At this point, I should be adding an OU process to the data generation process to simulate the effect of a variable background in the spectrum.

THIS IS STILL TO BE DONE!



In [ ]:



## Testing Multiple Doppler Shift Components

For all of the above simulations, we also ought to test how well the model works if I add additional Doppler shift components to sample over.

For this, you'll need to change the line

:dopplershift(3*nlines+1, 1, true, MyConditionalPrior())



in MyModel.cpp to read

:dopplershift(3*nlines+1, 3, false, MyConditionalPrior())



and recompile.

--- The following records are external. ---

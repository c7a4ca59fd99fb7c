//! Process-local repository backend.

use std::sync::{RwLock, RwLockReadGuard, RwLockWriteGuard};

use serde_json::Value;
use uuid::Uuid;

use super::errors::{RepositoryError, RepositoryResult};
use super::table::Table;
use super::Repository;
use crate::model::Entity;

/// Repository kept entirely in memory. Contents are lost on restart.
#[derive(Debug)]
pub struct InMemoryRepository<T: Entity> {
    table: RwLock<Table<T>>,
}

impl<T: Entity> Default for InMemoryRepository<T> {
    fn default() -> Self {
        Self {
            table: RwLock::new(Table::new()),
        }
    }
}

impl<T: Entity> InMemoryRepository<T> {
    pub fn new() -> Self {
        Self::default()
    }

    fn read(&self) -> RepositoryResult<RwLockReadGuard<'_, Table<T>>> {
        self.table
            .read()
            .map_err(|_| RepositoryError::storage(format!("{} table lock poisoned", T::KIND)))
    }

    fn write(&self) -> RepositoryResult<RwLockWriteGuard<'_, Table<T>>> {
        self.table
            .write()
            .map_err(|_| RepositoryError::storage(format!("{} table lock poisoned", T::KIND)))
    }
}

impl<T: Entity> Repository<T> for InMemoryRepository<T> {
    fn add(&self, entity: T) -> RepositoryResult<T> {
        self.write()?.insert(entity)
    }

    fn get(&self, id: Uuid) -> RepositoryResult<Option<T>> {
        Ok(self.read()?.get(id).cloned())
    }

    fn get_all(&self) -> RepositoryResult<Vec<T>> {
        Ok(self.read()?.rows())
    }

    fn get_by_attribute(&self, name: &str, value: &Value) -> RepositoryResult<Option<T>> {
        self.read()?.find_by_attribute(name, value)
    }

    fn update(&self, id: Uuid, patch: &T::Patch) -> RepositoryResult<T> {
        self.write()?.update(id, patch)
    }

    fn replace(&self, entity: T) -> RepositoryResult<T> {
        self.write()?.replace(entity)
    }

    fn delete(&self, id: Uuid) -> RepositoryResult<T> {
        self.write()?.remove(id)
    }
}

#[cfg(test)]
mod tests {
    use super::*;
    use crate::model::{User, UserPatch};
    use serde_json::json;

    fn user(email: &str) -> User {
        User::new(
            "Test".to_string(),
            "User".to_string(),
            email.to_string(),
            "pw",
            false,
        )
        .unwrap()
    }

    #[test]
    fn test_crud_cycle() {
        let repo = InMemoryRepository::<User>::new();
        let alice = repo.add(user("alice@example.com")).unwrap();

        assert_eq!(repo.get(alice.id()).unwrap().unwrap().email, "alice@example.com");
        assert!(repo.get(Uuid::new_v4()).unwrap().is_none());

        let patch = UserPatch {
            first_name: Some("Alice".to_string()),
            ..Default::default()
        };
        let updated = repo.update(alice.id(), &patch).unwrap();
        assert_eq!(updated.first_name, "Alice");
        assert!(updated.record.updated_at >= alice.record.updated_at);

        repo.delete(alice.id()).unwrap();
        assert!(repo.get_all().unwrap().is_empty());
        assert!(matches!(
            repo.delete(alice.id()),
            Err(RepositoryError::NotFound { .. })
        ));
    }

    #[test]
    fn test_email_is_a_unique_key() {
        let repo = InMemoryRepository::<User>::new();
        repo.add(user("bob@example.com")).unwrap();
        assert!(matches!(
            repo.add(user("bob@example.com")),
            Err(RepositoryError::Conflict(_))
        ));
        assert_eq!(repo.get_all().unwrap().len(), 1);
    }

    #[test]
    fn test_lookup_by_email() {
        let repo = InMemoryRepository::<User>::new();
        let carol = repo.add(user("carol@example.com")).unwrap();
        repo.add(user("dave@example.com")).unwrap();

        let found = repo
            .get_by_attribute("email", &json!("carol@example.com"))
            .unwrap()
            .unwrap();
        assert_eq!(found.id(), carol.id());
    }

    #[test]
    fn test_shared_across_threads() {
        let repo = std::sync::Arc::new(InMemoryRepository::<User>::new());
        let handles: Vec<_> = (0..4)
            .map(|i| {
                let repo = repo.clone();
                std::thread::spawn(move || {
                    repo.add(user(&format!("user{}@example.com", i))).unwrap();
                })
            })
            .collect();
        for handle in handles {
            handle.join().unwrap();
        }
        assert_eq!(repo.get_all().unwrap().len(), 4);
    }
}
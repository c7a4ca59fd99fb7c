//! # Model Errors
//!
//! Error types raised by entity constructors and mutators.

use thiserror::Error;

/// Result type for entity operations
pub type ModelResult<T> = Result<T, ModelError>;

/// Entity construction and mutation errors
#[derive(Debug, Clone, PartialEq, Eq, Error)]
pub enum ModelError {
    /// A field failed validation; the message is safe to show to clients
    #[error("{0}")]
    Validation(String),

    /// The password could not be hashed
    #[error("Internal error: password hashing failed")]
    PasswordHashing,
}

impl ModelError {
    /// Create a validation error
    pub fn validation(msg: impl Into<String>) -> Self {
        Self::Validation(msg.into())
    }
}
//! hbnb - accommodation listings: users, places, amenities and reviews
//! behind a JWT-authenticated REST API.
//!
//! Layers, bottom up: `model` (validated entities), `repository`
//! (in-memory or checksummed file tables), `services` (the facade that
//! owns cross-entity rules), `auth` and `http_server` (the `/api/v1`
//! surface), `cli` (process entry).

pub mod auth;
pub mod cli;
pub mod http_server;
pub mod model;
pub mod observability;
pub mod repository;
pub mod services;
//! # HTTP Server
//!
//! Combines the endpoint routers under `/api/v1` and serves them.

use std::net::SocketAddr;

use axum::Router;
use tokio::net::TcpListener;
use tower_http::cors::{AllowOrigin, Any, CorsLayer};
use tower_http::trace::TraceLayer;
use tracing::info;

use super::admin_routes::admin_routes;
use super::amenity_routes::amenity_routes;
use super::auth_routes::auth_routes;
use super::config::HttpServerConfig;
use super::health_routes::health_routes;
use super::place_routes::place_routes;
use super::review_routes::review_routes;
use super::state::AppState;
use super::user_routes::user_routes;

/// API prefix
pub const API_PREFIX: &str = "/api/v1";

/// HTTP Server for the HBnB API
pub struct HttpServer {
    config: HttpServerConfig,
    router: Router,
}

impl HttpServer {
    pub fn new(config: HttpServerConfig, state: AppState) -> Self {
        let router = build_router(&config, state);
        Self { config, router }
    }

    /// Get the socket address
    pub fn socket_addr(&self) -> String {
        self.config.socket_addr()
    }

    /// Get the router (for testing)
    pub fn router(self) -> Router {
        self.router
    }

    /// Bind and serve until the process is stopped
    pub async fn start(self) -> Result<(), std::io::Error> {
        let addr: SocketAddr = self.config.socket_addr().parse().map_err(|e| {
            std::io::Error::new(
                std::io::ErrorKind::InvalidInput,
                format!("invalid socket address {}: {}", self.config.socket_addr(), e),
            )
        })?;

        let listener = TcpListener::bind(addr).await?;
        info!(%addr, prefix = API_PREFIX, "HBnB API listening");

        axum::serve(listener, self.router).await?;
        Ok(())
    }
}

fn cors_layer(config: &HttpServerConfig) -> CorsLayer {
    if config.cors_origins.is_empty() {
        CorsLayer::new()
            .allow_origin(Any)
            .allow_methods(Any)
            .allow_headers(Any)
    } else {
        let origins: Vec<_> = config
            .cors_origins
            .iter()
            .filter_map(|s| s.parse().ok())
            .collect();

        CorsLayer::new()
            .allow_origin(AllowOrigin::list(origins))
            .allow_methods(Any)
            .allow_headers(Any)
    }
}

/// Build the full application router
pub fn build_router(config: &HttpServerConfig, state: AppState) -> Router {
    let api = Router::new()
        .merge(auth_routes())
        .merge(user_routes())
        .merge(amenity_routes())
        .merge(place_routes())
        .merge(review_routes())
        .merge(admin_routes())
        .merge(health_routes());

    Router::new()
        .nest(API_PREFIX, api)
        .merge(health_routes())
        .layer(TraceLayer::new_for_http())
        .layer(cors_layer(config))
        .with_state(state)
}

This will sample over up to three different Doppler shifts at the same time. In theory, we expect that the posterior will have a strong mode at either zero Doppler shifts (for the non-Doppler-shifted data) or at $1$ for all types of data set (where for some, the Doppler shift is rather strongly constrained to $0$).

### Results

A place holder for the results from this experiment.



In [ ]:




In [ ]:




In [ ]:




In [ ]:



## The extended Spectrum: More lines!

Let's also make some simulations for the extended spectrum with more lines. This will require the extended_lines.txt file. The file name for the file with the lines centroid is currently hard-coded in the main.cpp file.

Change the line

    Data::get_instance().load_lines("../data/si_lines.txt");



to

    Data::get_instance().load_lines("../data/lines_extended.txt");



and also change the Doppler shifts in MyModel.cpp back to

:dopplershift(3*nlines+1, 1, true, MyConditionalPrior())



before recompiling. We will change the last line again in a little while, but first we'll test the general performance of the model on the extended data set.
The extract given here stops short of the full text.